Marie Stiborová (2 February 1950 – 13 February 2020) was a Czech university lecturer, politician, and a member of the Czech National Council and Chamber of Deputies. She was also the candidate for the Communist Party (KSČM) in the 1993 presidential election. She later became the leader of the reformist wing within KSČM and established the Left Bloc.

Biography
Stiborová was born in 1950. She studied Chemistry at Charles University and became a lecturer at the university. She joined the Communist Party in 1976 and became a member of Parliament in 1986. The Communist Party nominated her for the president of the Czech Republic in 1993. She lost to Václav Havel.

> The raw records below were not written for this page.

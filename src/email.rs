// src/email.rs
use anyhow::{Context, Result};
use serde::{Deserialize, Serialize};
use tracing::info;

use crate::config::EmailConfig;

#[derive(Debug, Serialize)]
struct SendEmailRequest<'a> {
    from: &'a str,
    to: Vec<&'a str>,
    subject: &'a str,
    text: &'a str,
}

#[derive(Debug, Deserialize)]
struct SendEmailResponse {
    id: String,
}

/// Minimal Resend client for plain-text transactional mail
pub struct ResendMailer {
    client: reqwest::Client,
    base_url: String,
    sender: String,
    api_key: String,
}

impl ResendMailer {
    pub fn new(base_url: String, sender: String, api_key: String, timeout_seconds: u64) -> Result<Self> {
        let client = reqwest::Client::builder()
            .timeout(std::time::Duration::from_secs(timeout_seconds))
            .build()
            .context("Failed to create HTTP client")?;

        Ok(Self {
            client,
            base_url,
            sender,
            api_key,
        })
    }

    /// Build from config, reading the API key from RESEND_API_KEY
    pub fn from_config(config: &EmailConfig) -> Result<Self> {
        let api_key = std::env::var("RESEND_API_KEY")
            .map_err(|_| anyhow::anyhow!("RESEND_API_KEY environment variable not set"))?;

        Self::new(
            config.base_url.clone(),
            config.sender.clone(),
            api_key,
            config.timeout_seconds,
        )
    }

    /// Send a plain-text email, returning the provider's message id
    pub async fn send_text(&self, to: &str, subject: &str, body: &str) -> Result<String> {
        let url = format!("{}/emails", self.base_url.trim_end_matches('/'));
        let request = SendEmailRequest {
            from: &self.sender,
            to: vec![to],
            subject,
            text: body,
        };

        let response = self
            .client
            .post(&url)
            .bearer_auth(&self.api_key)
            .json(&request)
            .send()
            .await
            .context("Failed to call email API")?;

        let status = response.status();
        if !status.is_success() {
            let error_text = response
                .text()
                .await
                .unwrap_or_else(|_| "Unknown error".to_string());
            anyhow::bail!("Email API returned status {}: {}", status, error_text);
        }

        let body: SendEmailResponse = response
            .json()
            .await
            .context("Failed to parse email API response")?;

        info!("Sent email {} to {}", body.id, to);
        Ok(body.id)
    }
}

#[cfg(test)]
mod tests {
    use super::*;

    #[test]
    fn test_request_shape() {
        let request = SendEmailRequest {
            from: "Introlink <notifications@introlink.app>",
            to: vec!["ada@example.com"],
            subject: "Your saved outreach message",
            text: "Hi Bob",
        };
        let value = serde_json::to_value(&request).unwrap();
        assert_eq!(value["to"][0], "ada@example.com");
        assert_eq!(value["text"], "Hi Bob");
    }

    #[test]
    fn test_response_parse() {
        let parsed: SendEmailResponse = serde_json::from_str(r#"{"id": "re_123"}"#).unwrap();
        assert_eq!(parsed.id, "re_123");
    }
}
// src/web/handlers/contact_handlers.rs
use rocket::serde::json::Json;
use rocket::State;
use std::collections::HashMap;
use tracing::{error, info};

use crate::database::DatabaseConfig;
use crate::store::{CompanyRepository, ContactRepository, NewContact};
use crate::utils::require_field;
use crate::web::types::{
    ApiError, ContactResponse, ContactsResponse, CreateContactRequest, CsvResponse,
};

pub async fn list_contacts_handler(
    user_id: String,
    db_config: &State<DatabaseConfig>,
) -> Result<Json<ContactsResponse>, ApiError> {
    let user_id =
        require_field(&user_id, "user_id").map_err(|e| ApiError::validation(e.to_string()))?;

    let pool = db_config.pool().map_err(|e| {
        error!("Database connection failed: {:#}", e);
        ApiError::internal("Database connection failed")
    })?;

    let contacts = ContactRepository::new(pool)
        .list_for_user(user_id)
        .await
        .map_err(|e| {
            error!("Failed to list contacts for user {}: {:#}", user_id, e);
            ApiError::internal("Failed to list contacts")
        })?;

    Ok(Json(ContactsResponse {
        success: true,
        contacts,
    }))
}

pub async fn create_contact_handler(
    request: Json<CreateContactRequest>,
    db_config: &State<DatabaseConfig>,
) -> Result<Json<ContactResponse>, ApiError> {
    let user_id = require_field(&request.user_id, "userId")
        .map_err(|e| ApiError::validation(e.to_string()))?;
    let first_name = require_field(&request.first_name, "firstName")
        .map_err(|e| ApiError::validation(e.to_string()))?;

    let pool = db_config.pool().map_err(|e| {
        error!("Database connection failed: {:#}", e);
        ApiError::internal("Database connection failed")
    })?;

    let contact = ContactRepository::new(pool)
        .create(
            user_id,
            &NewContact {
                company_id: request.company_id.clone(),
                first_name: first_name.to_string(),
                last_name: request.last_name.clone(),
                current_role: request.current_role.clone(),
                location: request.location.clone(),
                notes: request.notes.clone(),
            },
        )
        .await
        .map_err(|e| {
            error!("Failed to create contact for user {}: {:#}", user_id, e);
            ApiError::internal("Failed to create contact")
        })?;

    info!("Created contact {} for user {}", contact.id, user_id);

    Ok(Json(ContactResponse {
        success: true,
        contact,
    }))
}

pub async fn export_contacts_handler(
    user_id: String,
    db_config: &State<DatabaseConfig>,
) -> Result<CsvResponse, ApiError> {
    let user_id =
        require_field(&user_id, "user_id").map_err(|e| ApiError::validation(e.to_string()))?;

    let pool = db_config.pool().map_err(|e| {
        error!("Database connection failed: {:#}", e);
        ApiError::internal("Database connection failed")
    })?;

    let contacts = ContactRepository::new(pool)
        .list_for_user(user_id)
        .await
        .map_err(|e| {
            error!("Failed to list contacts for user {}: {:#}", user_id, e);
            ApiError::internal("Failed to list contacts")
        })?;

    let companies = CompanyRepository::new(pool)
        .list_for_user(user_id)
        .await
        .map_err(|e| {
            error!("Failed to list companies for user {}: {:#}", user_id, e);
            ApiError::internal("Failed to list companies")
        })?;

    let company_names: HashMap<String, String> = companies
        .into_iter()
        .map(|company| (company.id, company.name))
        .collect();

    let mut writer = csv::Writer::from_writer(Vec::new());
    writer
        .write_record([
            "first_name",
            "last_name",
            "role",
            "company",
            "location",
            "notes",
            "created_at",
        ])
        .map_err(|e| {
            error!("CSV write failed for user {}: {:#}", user_id, e);
            ApiError::internal("Failed to build CSV export")
        })?;

    for contact in &contacts {
        let company = contact
            .company_id
            .as_ref()
            .and_then(|id| company_names.get(id))
            .map(String::as_str)
            .unwrap_or("");

        writer
            .write_record([
                contact.first_name.as_str(),
                contact.last_name.as_deref().unwrap_or(""),
                contact.current_role.as_deref().unwrap_or(""),
                company,
                contact.location.as_deref().unwrap_or(""),
                contact.notes.as_deref().unwrap_or(""),
                &contact.created_at.to_rfc3339(),
            ])
            .map_err(|e| {
                error!("CSV write failed for user {}: {:#}", user_id, e);
                ApiError::internal("Failed to build CSV export")
            })?;
    }

    let data = writer.into_inner().map_err(|e| {
        error!("CSV flush failed for user {}: {:#}", user_id, e);
        ApiError::internal("Failed to build CSV export")
    })?;

    info!("Exported {} contacts for user {}", contacts.len(), user_id);

    Ok(CsvResponse {
        data,
        filename: "contacts.csv".to_string(),
    })
}
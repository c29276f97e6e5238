// src/web/handlers/company_handlers.rs
use rocket::serde::json::Json;
use rocket::State;
use tracing::{error, info};

use crate::database::DatabaseConfig;
use crate::store::CompanyRepository;
use crate::utils::require_field;
use crate::web::types::{ApiError, CompaniesResponse, CompanyResponse, CreateCompanyRequest};

pub async fn list_companies_handler(
    user_id: String,
    db_config: &State<DatabaseConfig>,
) -> Result<Json<CompaniesResponse>, ApiError> {
    let user_id =
        require_field(&user_id, "user_id").map_err(|e| ApiError::validation(e.to_string()))?;

    let pool = db_config.pool().map_err(|e| {
        error!("Database connection failed: {:#}", e);
        ApiError::internal("Database connection failed")
    })?;

    let companies = CompanyRepository::new(pool)
        .list_for_user(user_id)
        .await
        .map_err(|e| {
            error!("Failed to list companies for user {}: {:#}", user_id, e);
            ApiError::internal("Failed to list companies")
        })?;

    Ok(Json(CompaniesResponse {
        success: true,
        companies,
    }))
}

pub async fn create_company_handler(
    request: Json<CreateCompanyRequest>,
    db_config: &State<DatabaseConfig>,
) -> Result<Json<CompanyResponse>, ApiError> {
    let user_id = require_field(&request.user_id, "userId")
        .map_err(|e| ApiError::validation(e.to_string()))?;
    let name =
        require_field(&request.name, "name").map_err(|e| ApiError::validation(e.to_string()))?;

    let pool = db_config.pool().map_err(|e| {
        error!("Database connection failed: {:#}", e);
        ApiError::internal("Database connection failed")
    })?;

    let company = CompanyRepository::new(pool)
        .create(
            user_id,
            name,
            request.website.as_deref(),
            request.industry.as_deref(),
        )
        .await
        .map_err(|e| {
            error!("Failed to create company for user {}: {:#}", user_id, e);
            ApiError::internal("Failed to create company")
        })?;

    info!("Created company {} for user {}", company.id, user_id);

    Ok(Json(CompanyResponse {
        success: true,
        company,
    }))
}
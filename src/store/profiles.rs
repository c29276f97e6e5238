// src/store/profiles.rs
use anyhow::{Context, Result};
use chrono::{DateTime, Utc};
use serde::{Deserialize, Serialize};
use sqlx::SqlitePool;
use tracing::info;
use uuid::Uuid;

use super::guest::{GuestProfile, GuestSummary};

#[derive(Debug, Clone, Serialize, Deserialize, sqlx::FromRow)]
pub struct UserProfile {
    pub id: String,
    pub user_id: String,
    pub first_name: Option<String>,
    pub last_name: Option<String>,
    pub current_role: Option<String>,
    pub current_company: Option<String>,
    pub location: Option<String>,
    pub background_input: String,
    pub email: Option<String>,
    pub linkedin_url: Option<String>,
    pub target_roles: Option<String>,
    pub created_at: DateTime<Utc>,
    pub updated_at: DateTime<Utc>,
}

#[derive(Debug, Clone, Serialize, Deserialize, sqlx::FromRow)]
pub struct UserSummary {
    pub id: String,
    pub user_id: String,
    pub experience_highlights: String,
    pub key_skills: String,
    pub value_proposition: String,
    pub created_at: DateTime<Utc>,
    pub updated_at: DateTime<Utc>,
}

pub struct ProfileRepository<'a> {
    pool: &'a SqlitePool,
}

impl<'a> ProfileRepository<'a> {
    pub fn new(pool: &'a SqlitePool) -> Self {
        Self { pool }
    }

    /// Claim the account: one profile row per user, updated in place on a retried link
    pub async fn upsert_from_guest(
        &self,
        user_id: &str,
        guest: &GuestProfile,
    ) -> Result<UserProfile> {
        let now = Utc::now();

        sqlx::query(
            r#"
            INSERT INTO user_profiles
                (id, user_id, first_name, last_name, current_role, current_company,
                 location, background_input, email, linkedin_url, target_roles,
                 created_at, updated_at)
            VALUES (?, ?, ?, ?, ?, ?, ?, ?, NULL, NULL, NULL, ?, ?)
            ON CONFLICT(user_id) DO UPDATE SET
                first_name = excluded.first_name,
                last_name = excluded.last_name,
                current_role = excluded.current_role,
                current_company = excluded.current_company,
                location = excluded.location,
                background_input = excluded.background_input,
                updated_at = excluded.updated_at
            "#,
        )
        .bind(Uuid::new_v4().to_string())
        .bind(user_id)
        .bind(&guest.first_name)
        .bind(&guest.last_name)
        .bind(&guest.current_role)
        .bind(&guest.current_company)
        .bind(&guest.location)
        .bind(&guest.background_input)
        .bind(now)
        .bind(now)
        .execute(self.pool)
        .await?;

        let profile = self
            .find_by_user(user_id)
            .await?
            .context("User profile missing after upsert")?;

        info!("Wrote user profile for user: {}", user_id);
        Ok(profile)
    }

    pub async fn find_by_user(&self, user_id: &str) -> Result<Option<UserProfile>> {
        let profile = sqlx::query_as::<_, UserProfile>(
            r#"
            SELECT id, user_id, first_name, last_name, current_role, current_company,
                   location, background_input, email, linkedin_url, target_roles,
                   created_at, updated_at
            FROM user_profiles
            WHERE user_id = ?
            "#,
        )
        .bind(user_id)
        .fetch_optional(self.pool)
        .await?;

        Ok(profile)
    }

    pub async fn upsert_summary_from_guest(
        &self,
        user_id: &str,
        guest: &GuestSummary,
    ) -> Result<UserSummary> {
        let now = Utc::now();

        sqlx::query(
            r#"
            INSERT INTO user_summaries
                (id, user_id, experience_highlights, key_skills, value_proposition,
                 created_at, updated_at)
            VALUES (?, ?, ?, ?, ?, ?, ?)
            ON CONFLICT(user_id) DO UPDATE SET
                experience_highlights = excluded.experience_highlights,
                key_skills = excluded.key_skills,
                value_proposition = excluded.value_proposition,
                updated_at = excluded.updated_at
            "#,
        )
        .bind(Uuid::new_v4().to_string())
        .bind(user_id)
        .bind(&guest.experience_highlights)
        .bind(&guest.key_skills)
        .bind(&guest.value_proposition)
        .bind(now)
        .bind(now)
        .execute(self.pool)
        .await?;

        self.find_summary_by_user(user_id)
            .await?
            .context("User summary missing after upsert")
    }

    pub async fn find_summary_by_user(&self, user_id: &str) -> Result<Option<UserSummary>> {
        let summary = sqlx::query_as::<_, UserSummary>(
            r#"
            SELECT id, user_id, experience_highlights, key_skills, value_proposition,
                   created_at, updated_at
            FROM user_summaries
            WHERE user_id = ?
            "#,
        )
        .bind(user_id)
        .fetch_optional(self.pool)
        .await?;

        Ok(summary)
    }
}
// src/web/handlers/guest_handlers.rs
use rocket::serde::json::Json;
use rocket::State;
use tracing::{error, info};

use crate::ai::{self, GeminiClient};
use crate::database::DatabaseConfig;
use crate::store::{GuestStore, NewGuestContact, NewGuestProfile};
use crate::utils::require_field;
use crate::web::types::{
    ApiError, GenerateMessagesRequest, GuestContactRequest, GuestContactResponse,
    GuestMessagesResponse, GuestProfileRequest, GuestProfileResponse, GuestSummaryRequest,
    GuestSummaryResponse, SelectMessageRequest, SelectMessageResponse,
};

fn pool_or_error<'a>(db_config: &'a State<DatabaseConfig>) -> Result<&'a sqlx::SqlitePool, ApiError> {
    db_config.pool().map_err(|e| {
        error!("Database connection failed: {:#}", e);
        ApiError::internal("Database connection failed")
    })
}

pub async fn save_guest_profile_handler(
    request: Json<GuestProfileRequest>,
    db_config: &State<DatabaseConfig>,
    gemini: &State<GeminiClient>,
) -> Result<Json<GuestProfileResponse>, ApiError> {
    let session_id = require_field(&request.session_id, "sessionId")
        .map_err(|e| ApiError::validation(e.to_string()))?;
    let background_input = require_field(&request.background_input, "backgroundInput")
        .map_err(|e| ApiError::validation(e.to_string()))?;

    let pool = pool_or_error(db_config)?;

    let extracted = ai::extract_profile(gemini, background_input)
        .await
        .map_err(|e| {
            error!("Profile extraction failed for session {}: {:#}", session_id, e);
            ApiError::upstream("Could not extract profile fields from the provided text")
        })?;

    let store = GuestStore::new(pool);
    let profile = store
        .upsert_profile(
            session_id,
            &NewGuestProfile {
                first_name: extracted.first_name,
                last_name: extracted.last_name,
                current_role: extracted.current_role,
                current_company: extracted.current_company,
                location: extracted.location,
                background_input: background_input.to_string(),
            },
        )
        .await
        .map_err(|e| {
            error!("Failed to store guest profile for session {}: {:#}", session_id, e);
            ApiError::internal("Failed to store guest profile")
        })?;

    info!("Stored guest profile for session: {}", session_id);

    Ok(Json(GuestProfileResponse {
        success: true,
        profile,
    }))
}

pub async fn generate_guest_summary_handler(
    request: Json<GuestSummaryRequest>,
    db_config: &State<DatabaseConfig>,
    gemini: &State<GeminiClient>,
) -> Result<Json<GuestSummaryResponse>, ApiError> {
    let session_id = require_field(&request.session_id, "sessionId")
        .map_err(|e| ApiError::validation(e.to_string()))?;

    let pool = pool_or_error(db_config)?;
    let store = GuestStore::new(pool);

    let profile = store
        .find_profile(session_id)
        .await
        .map_err(|e| {
            error!("Failed to fetch guest profile for session {}: {:#}", session_id, e);
            ApiError::internal("Failed to fetch guest profile")
        })?
        .ok_or_else(|| ApiError::not_found("No guest profile found for this session"))?;

    let generated = ai::generate_summary(gemini, &profile).await.map_err(|e| {
        error!("Summary generation failed for session {}: {:#}", session_id, e);
        ApiError::upstream("Could not generate a summary from the stored profile")
    })?;

    let summary = store
        .upsert_summary(
            session_id,
            &generated.experience_highlights,
            &generated.key_skills_text(),
            &generated.value_proposition,
        )
        .await
        .map_err(|e| {
            error!("Failed to store guest summary for session {}: {:#}", session_id, e);
            ApiError::internal("Failed to store guest summary")
        })?;

    Ok(Json(GuestSummaryResponse {
        success: true,
        summary,
    }))
}

pub async fn add_guest_contact_handler(
    request: Json<GuestContactRequest>,
    db_config: &State<DatabaseConfig>,
    gemini: &State<GeminiClient>,
) -> Result<Json<GuestContactResponse>, ApiError> {
    let session_id = require_field(&request.session_id, "sessionId")
        .map_err(|e| ApiError::validation(e.to_string()))?;
    let bio_input = require_field(&request.bio_input, "bioInput")
        .map_err(|e| ApiError::validation(e.to_string()))?;

    let pool = pool_or_error(db_config)?;

    let extracted = ai::extract_contact(gemini, bio_input).await.map_err(|e| {
        error!("Contact extraction failed for session {}: {:#}", session_id, e);
        ApiError::upstream("Could not extract contact fields from the provided bio")
    })?;

    let store = GuestStore::new(pool);
    let contact = store
        .insert_contact(
            session_id,
            &NewGuestContact {
                // Guest intake is lenient: a missing name is stored empty and
                // surfaces later, at transfer time, where names are required.
                first_name: extracted.first_name.unwrap_or_default(),
                last_name: extracted.last_name,
                current_role: extracted.current_role,
                current_company: extracted.current_company,
                location: extracted.location,
                bio_input: bio_input.to_string(),
            },
        )
        .await
        .map_err(|e| {
            error!("Failed to store guest contact for session {}: {:#}", session_id, e);
            ApiError::internal("Failed to store guest contact")
        })?;

    info!("Stored guest contact {} for session: {}", contact.id, session_id);

    Ok(Json(GuestContactResponse {
        success: true,
        contact,
    }))
}

pub async fn generate_guest_messages_handler(
    request: Json<GenerateMessagesRequest>,
    db_config: &State<DatabaseConfig>,
    gemini: &State<GeminiClient>,
) -> Result<Json<GuestMessagesResponse>, ApiError> {
    let session_id = require_field(&request.session_id, "sessionId")
        .map_err(|e| ApiError::validation(e.to_string()))?;
    let contact_id = require_field(&request.contact_id, "contactId")
        .map_err(|e| ApiError::validation(e.to_string()))?;

    let pool = pool_or_error(db_config)?;
    let store = GuestStore::new(pool);

    let profile = store
        .find_profile(session_id)
        .await
        .map_err(|e| {
            error!("Failed to fetch guest profile for session {}: {:#}", session_id, e);
            ApiError::internal("Failed to fetch guest profile")
        })?
        .ok_or_else(|| ApiError::not_found("No guest profile found for this session"))?;

    let contact = store
        .find_contact(session_id, contact_id)
        .await
        .map_err(|e| {
            error!("Failed to fetch guest contact for session {}: {:#}", session_id, e);
            ApiError::internal("Failed to fetch guest contact")
        })?
        .ok_or_else(|| ApiError::not_found("No such contact for this session"))?;

    let variants = ai::generate_outreach_variants(gemini, &profile, &contact)
        .await
        .map_err(|e| {
            error!("Message generation failed for session {}: {:#}", session_id, e);
            ApiError::upstream("Could not generate outreach messages")
        })?;

    let mut messages = Vec::with_capacity(variants.len());
    for variant in &variants {
        let message = store
            .insert_message(
                session_id,
                contact_id,
                &variant.version_name,
                &variant.message_text,
            )
            .await
            .map_err(|e| {
                error!("Failed to store generated message for session {}: {:#}", session_id, e);
                ApiError::internal("Failed to store generated messages")
            })?;
        messages.push(message);
    }

    info!(
        "Generated {} messages for session {} contact {}",
        messages.len(),
        session_id,
        contact_id
    );

    Ok(Json(GuestMessagesResponse {
        success: true,
        messages,
    }))
}

pub async fn select_guest_message_handler(
    request: Json<SelectMessageRequest>,
    db_config: &State<DatabaseConfig>,
) -> Result<Json<SelectMessageResponse>, ApiError> {
    let session_id = require_field(&request.session_id, "sessionId")
        .map_err(|e| ApiError::validation(e.to_string()))?;
    let contact_id = require_field(&request.contact_id, "contactId")
        .map_err(|e| ApiError::validation(e.to_string()))?;
    let message_id = require_field(&request.message_id, "messageId")
        .map_err(|e| ApiError::validation(e.to_string()))?;

    let pool = pool_or_error(db_config)?;
    let store = GuestStore::new(pool);

    let selected = store
        .select_message(session_id, contact_id, message_id)
        .await
        .map_err(|e| {
            error!("Failed to select message for session {}: {:#}", session_id, e);
            ApiError::internal("Failed to select message")
        })?;

    if !selected {
        return Err(ApiError::not_found("No such message for this contact"));
    }

    Ok(Json(SelectMessageResponse {
        success: true,
        message: "Message selected".to_string(),
    }))
}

Stiborová left the Communist Party in 1993 and established Left Bloc. She left politics in 1997.

References

1950 births
2020 deaths
Politicians from Prague
Candidates in the 1993 Czech presidential election
Members of the Chamber of Deputies of the Czech Republic (1992–1996)
Communist Party of Bohemia and Moravia MPs
Communist Party of Bohemia and Moravia presidential candidates
Female candidates for President of the Czech Republic
Charles University alumni
Communist Party of Czechoslovakia politicians
Members of the Chamber of the Nations of Czechoslovakia (1986–1990)
Members of the Chamber of the Nations of Czechoslovakia (1990–1992)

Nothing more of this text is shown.